- Developer: ISC
- Stable release: UX 9.0.4.0 / April 2013; 13 years ago
- Operating system: Windows
- Type: Geographic information system
- License: Proprietary
- Website: mapdotnet.com (Defunct)

= MapDotNet =

Suite of geographic information system software

MapDotNet is a suite of geographic information system (GIS) software products developed by ISC that run on Microsoft Windows. The GIS software competes with ESRI and MapInfo GIS products. MapDotNet UX is the latest generation and consists of a set of WCF web services for rendering map images and tiles and for performing spatial analysis and editing. UX includes an SDK for developing rich interactive mapping applications on Microsoft Silverlight, Windows Presentation Foundation and HTML5. MapDotNet UX also includes an Extract, Transform & Load (ETL), map design and tile cache creation tool called Studio modeled after Microsoft's Expression series of products. The MapDotNet UX renderer is built on WPF and consumes spatial data from multiple sources including Shapefiles, PostGIS, ArcSDE, Oracle Spatial, SQL Azure, SQL Server 2008 R2 and SQL Server 2012.

== MapDotNet UX Studio (Freeware) ==

MapDotNet UX Studio is a Windows desktop application created for designing interactive maps in Silverlight and WPF, as well as AJAX. It includes utilities for tile cache management and spatial data transfer, with support for Microsoft SQL Server 2008, Shapefiles, PostGIS and ArcSDE.

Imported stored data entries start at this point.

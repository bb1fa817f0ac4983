//! Flashgen synthesis: builds the effective engine and proxy configuration of a
//! storage node from a partial user document and the cluster topology.
//!
//! Flow: pick a [`Dialect`] from the engine version, apply that dialect's default
//! rules with set-if-absent semantics, then run the [`TlsAugmenter`]. The caller's
//! documents are cloned first and never touched.

#![forbid(unsafe_code)]

use flashgen_core::{ConfigDocument, DocumentError};
use flashgen_topology::ClusterTopology;
use metrics::counter;
use serde::{Deserialize, Serialize};
use tracing::debug;

mod current;
mod dialect;
mod legacy;
pub mod rules;
pub mod tls;

pub use dialect::{parse_version, select_dialect, try_select_dialect, Dialect, DIALECT_THRESHOLD};
pub use rules::{apply_rules, ensure_log_defaults, DefaultRule, StorageLayout};
pub use tls::TlsAugmenter;

#[derive(Debug, thiserror::Error)]
pub enum SynthError {
    #[error(transparent)]
    Document(#[from] DocumentError),
    #[error("invalid engine version '{version}': {source}")]
    VersionParse { version: String, source: semver::Error },
}

/// User-supplied documents; either may be missing.
#[derive(Debug, Clone, Default, PartialEq, Serialize, Deserialize)]
#[serde(default)]
pub struct PartialConfig {
    #[serde(alias = "config", skip_serializing_if = "Option::is_none")]
    pub engine: Option<ConfigDocument>,
    #[serde(skip_serializing_if = "Option::is_none")]
    pub proxy: Option<ConfigDocument>,
}

#[derive(Debug, Clone, Copy, Default, PartialEq, Eq)]
pub struct SynthOptions {
    /// Reject unparsable engine versions instead of falling back to the legacy dialect.
    pub strict_version: bool,
}

#[derive(Debug, Clone, PartialEq, Serialize, Deserialize)]
pub struct SynthesizedConfig {
    pub dialect: Dialect,
    pub engine: ConfigDocument,
    pub proxy: ConfigDocument,
}

/// Synthesize with default options (lenient version handling).
pub fn synthesize(topo: &ClusterTopology, partial: &PartialConfig) -> Result<SynthesizedConfig, SynthError> {
    synthesize_with(topo, partial, SynthOptions::default())
}

pub fn synthesize_with(topo: &ClusterTopology, partial: &PartialConfig, opts: SynthOptions) -> Result<SynthesizedConfig, SynthError> {
    let dialect = if opts.strict_version { try_select_dialect(&topo.version)? } else { select_dialect(&topo.version) };

    let mut engine = partial.engine.clone().unwrap_or_default();
    let mut proxy = partial.proxy.clone().unwrap_or_default();

    let written = apply_rules(&mut engine, topo, &dialect.engine_rules(topo))?
        + apply_rules(&mut proxy, topo, &dialect.proxy_rules(topo))?;
    TlsAugmenter::new(dialect).apply(topo.tls_enabled, &mut engine, &mut proxy)?;

    counter!("synth_runs", 1u64, "dialect" => dialect.name());
    counter!("synth_rules_applied", written as u64);
    debug!(
        cluster = %topo.name,
        ns = %topo.namespace,
        dialect = %dialect,
        tls = topo.tls_enabled,
        defaults_written = written,
        "config synthesized"
    );
    Ok(SynthesizedConfig { dialect, engine, proxy })
}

MapDotNet UX Studio is developed using Windows Presentation Framework (WPF), that is designed to look and feel like the Microsoft Expression suite of applications including Microsoft Expression Blend, and is meant to be used to design maps and manage geospatial platform resources.

Studio includes the ability to work with data and maps on a server that has the MapDotNet UX Web Services installed, or locally on your workstation without an active connection to a server. Working with the local system instead of a server allows users to create maps and transfer data when disconnected from a server.

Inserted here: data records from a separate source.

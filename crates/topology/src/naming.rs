//! Service names, ports and placeholder tokens shared by every address.

pub const PD_PORT: u16 = 2379;
pub const TIDB_STATUS_PORT: u16 = 10080;
pub const ENGINE_SERVICE_PORT: u16 = 3930;
pub const PROXY_PORT: u16 = 20170;
pub const PROXY_STATUS_PORT: u16 = 20292;
pub const METRICS_PORT: u16 = 8234;

/// Replaced by the startup script with an address obtained from discovery.
pub const PD_ADDR_SENTINEL: &str = "PD_ADDR";
/// Replaced by the workload controller with the pod ordinal.
pub const POD_NUM_TOKEN: &str = "POD_NUM";

pub fn pd_service(cluster: &str) -> String { format!("{}-pd", cluster) }

pub fn tidb_service(cluster: &str) -> String { format!("{}-tidb", cluster) }

pub fn tidb_peer_service(cluster: &str) -> String { format!("{}-tidb-peer", cluster) }

pub fn tiflash_set(cluster: &str) -> String { format!("{}-tiflash", cluster) }

pub fn tiflash_peer_service(cluster: &str) -> String { format!("{}-tiflash-peer", cluster) }

/// `""` for an empty domain, else `.<domain>`.
pub fn domain_suffix(cluster_domain: &str) -> String {
    if cluster_domain.is_empty() { String::new() } else { format!(".{}", cluster_domain) }
}

/// `<service>.<namespace>.svc<suffix>:<port>`
pub fn service_addr(service: &str, namespace: &str, cluster_domain: &str, port: u16) -> String {
    format!("{}.{}.svc{}:{}", service, namespace, domain_suffix(cluster_domain), port)
}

== MapDotNet UX Web Services ==
MapDotNet UX Web Services combines WCF-based Web Services and the WPF Map and Tile Renderer. Manage spatial data from all supported formats with Web Services. The Map and Tile Renderer displays your symbol libraries, legend data, overlays and map tiles through a hardware-accelared rendering engine.

== MapDotNet UX SDK ==
The MapDotNet UX SDK contains WPF and Silverlight 4.0 controls and an extensive class library for .NET 4.0 as well as an HTML5 map control.

== MapDotNet UX Engine ==
MapDotNet UX Engine is composed of a set of .NET assemblies which can be linked in to Windows desktop applications. Engine includes all of the core functionality of the MapDotNet UX Web Services, but is appropriate for use in desktop applications which need to operate in a disconnected state, without an Internet or network connection.

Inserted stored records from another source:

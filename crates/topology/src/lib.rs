//! Flashgen topology: the facts a synthesis call is given about the cluster, and
//! the addresses derived from them.

#![forbid(unsafe_code)]

use serde::{Deserialize, Serialize};

pub mod naming;
mod resolver;

pub use resolver::TopologyResolver;

/// Another, separately declared cluster that this one borrows components from.
#[derive(Debug, Clone, Default, PartialEq, Eq, Serialize, Deserialize)]
#[serde(rename_all = "camelCase")]
pub struct ReferenceCluster {
    pub name: String,
    /// Empty means "same namespace as the local cluster".
    #[serde(default)]
    pub namespace: String,
    #[serde(default)]
    pub cluster_domain: String,
}

/// Immutable inputs for one synthesis call.
#[derive(Debug, Clone, Default, PartialEq, Eq, Serialize, Deserialize)]
#[serde(rename_all = "camelCase", default)]
pub struct ClusterTopology {
    pub name: String,
    pub namespace: String,
    pub cluster_domain: String,
    /// Engine version, e.g. `v5.4.0`.
    pub version: String,
    pub prefer_ipv6: bool,
    pub tls_enabled: bool,
    /// Number of declared storage volumes.
    pub storage_claims: usize,
    pub reference: Option<ReferenceCluster>,
    pub across_k8s: bool,
    pub no_local_pd: bool,
    pub no_local_tidb: bool,
}

impl ClusterTopology {
    pub fn new(name: impl Into<String>, namespace: impl Into<String>) -> Self {
        Self { name: name.into(), namespace: namespace.into(), ..Self::default() }
    }

    /// A reference cluster with a name is declared.
    pub fn heterogeneous(&self) -> bool {
        self.reference.as_ref().is_some_and(|r| !r.name.is_empty())
    }

    /// The reference cluster, only when heterogeneous.
    pub fn reference(&self) -> Option<&ReferenceCluster> {
        self.reference.as_ref().filter(|r| !r.name.is_empty())
    }

    /// Namespace the reference cluster lives in, defaulting to ours.
    pub fn reference_namespace<'a>(&'a self, r: &'a ReferenceCluster) -> &'a str {
        if r.namespace.is_empty() { &self.namespace } else { &r.namespace }
    }

    pub fn listen_host(&self) -> ListenHost {
        if self.prefer_ipv6 { ListenHost::V6 } else { ListenHost::V4 }
    }

    pub fn resolver(&self) -> TopologyResolver<'_> { TopologyResolver::new(self) }
}

/// Wildcard bind address. The proxy and the engine spell the IPv6 form differently.
#[derive(Debug, Clone, Copy, PartialEq, Eq, Hash, Serialize, Deserialize)]
pub enum ListenHost {
    V4,
    V6,
}

impl ListenHost {
    /// Host part for `host:port` bind strings (`[::]` under IPv6).
    pub fn proxy_literal(self) -> &'static str {
        match self { ListenHost::V4 => "0.0.0.0", ListenHost::V6 => "[::]" }
    }

    /// Value for the engine's `listen_host` field, which must be `::` and not `[::]`.
    pub fn engine_literal(self) -> &'static str {
        match self { ListenHost::V4 => "0.0.0.0", ListenHost::V6 => "::" }
    }

    pub fn bind(self, port: u16) -> String { format!("{}:{}", self.proxy_literal(), port) }

    pub fn is_ipv6(self) -> bool { matches!(self, ListenHost::V6) }
}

== Bing Maps, WMS and OpenStreetMap Support ==
MapDotNet UX provides direct support for Microsoft Bing Maps, Web Map Service (WMS), and OpenStreetMap (OSM). Maps from any of these services can be visualized on top of or under any other support map type using MapDotNet UX.

== About ISC ==
The MapDotNet product line is developed, sold and supported by ISC, a Florida corporation. ISC is a computer software development company offering software development services, software as a service, and software development consulting services.